1. CHOICE OF WORDS. - The art of literature stands apart
from among its sisters, because the material in which the
literary artist works is the dialect of life; hence, on the
one hand, a strange freshness and immediacy of address to the
public mind, which is ready prepared to understand it; but
hence, on the other, a singular limitation. The sister arts
enjoy the use of a plastic and ductile material, like the
modeller's clay; literature alone is condemned to work in
mosaic with finite and quite rigid words. You have seen
these blocks, dear to the nursery: this one a pillar, that a
pediment, a third a window or a vase. It is with blocks of
just such arbitrary size and figure that the literary
architect is condemned to design the palace of his art.
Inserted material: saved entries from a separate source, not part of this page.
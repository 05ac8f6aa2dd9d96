use crate::server::{
    data::research_paper::ResearchPaperRepository,
    model::research_paper::CreateResearchPaperParams,
};
use sea_orm::DbErr;
use test_utils::{builder::TestBuilder, factory};

/// Tests creating a research paper.
///
/// Expected: Ok with all fields stored
#[tokio::test]
async fn creates_research_paper() -> Result<(), DbErr> {
    let test = TestBuilder::new().with_club_tables().build().await.unwrap();
    let db = test.db.as_ref().unwrap();

    let paper = ResearchPaperRepository::new(db)
        .create(CreateResearchPaperParams {
            title: "On Solitons".to_string(),
            authors: Some("A. Rahman, B. Karim".to_string()),
            publication_date: Some("March 2025".to_string()),
            journal: Some("Phys. Rev. E".to_string()),
            paper_link: Some("https://doi.example/1".to_string()),
        })
        .await?;

    assert_eq!(paper.title, "On Solitons");
    assert_eq!(paper.journal.as_deref(), Some("Phys. Rev. E"));
    assert_eq!(paper.publication_date.as_deref(), Some("March 2025"));

    Ok(())
}

/// Tests listing research papers.
///
/// Expected: Ok with newest first
#[tokio::test]
async fn lists_newest_first() -> Result<(), DbErr> {
    let test = TestBuilder::new().with_club_tables().build().await.unwrap();
    let db = test.db.as_ref().unwrap();

    let older = factory::research_paper::create_research_paper(db).await?;
    let newer = factory::research_paper::create_research_paper(db).await?;

    let papers = ResearchPaperRepository::new(db).get_all().await?;

    let ids: Vec<i32> = papers.iter().map(|p| p.id).collect();
    assert_eq!(ids, vec![newer.id, older.id]);

    Ok(())
}

/// Tests deleting existing and nonexistent research papers.
///
/// Expected: Ok(true) then Ok(false)
#[tokio::test]
async fn deletes_once() -> Result<(), DbErr> {
    let test = TestBuilder::new().with_club_tables().build().await.unwrap();
    let db = test.db.as_ref().unwrap();

    let paper = factory::research_paper::create_research_paper(db).await?;
    let repo = ResearchPaperRepository::new(db);

    assert!(repo.delete(paper.id).await?);
    assert!(!repo.delete(paper.id).await?);
    assert!(repo.get_all().await?.is_empty());

    Ok(())
}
Nor
is this all; for since these blocks, or words, are the
acknowledged currency of our daily affairs, there are here
possible none of those suppressions by which other arts
obtain relief, continuity, and vigour: no hieroglyphic
touch, no smoothed impasto, no inscrutable shadow, as in
painting; no blank wall, as in architecture; but every word,
phrase, sentence, and paragraph must move in a logical
progression, and convey a definite conventional import.
Now the first merit which attracts in the pages of a good
writer, or the talk of a brilliant conversationalist, is the
apt choice and contrast of the words employed. It is,
indeed, a strange art to take these blocks, rudely conceived
for the purpose of the market or the bar, and by tact of
application touch them to the finest meanings and
distinctions, restore to them their primal energy, wittily
shift them to another issue, or make of them a drum to rouse
the passions.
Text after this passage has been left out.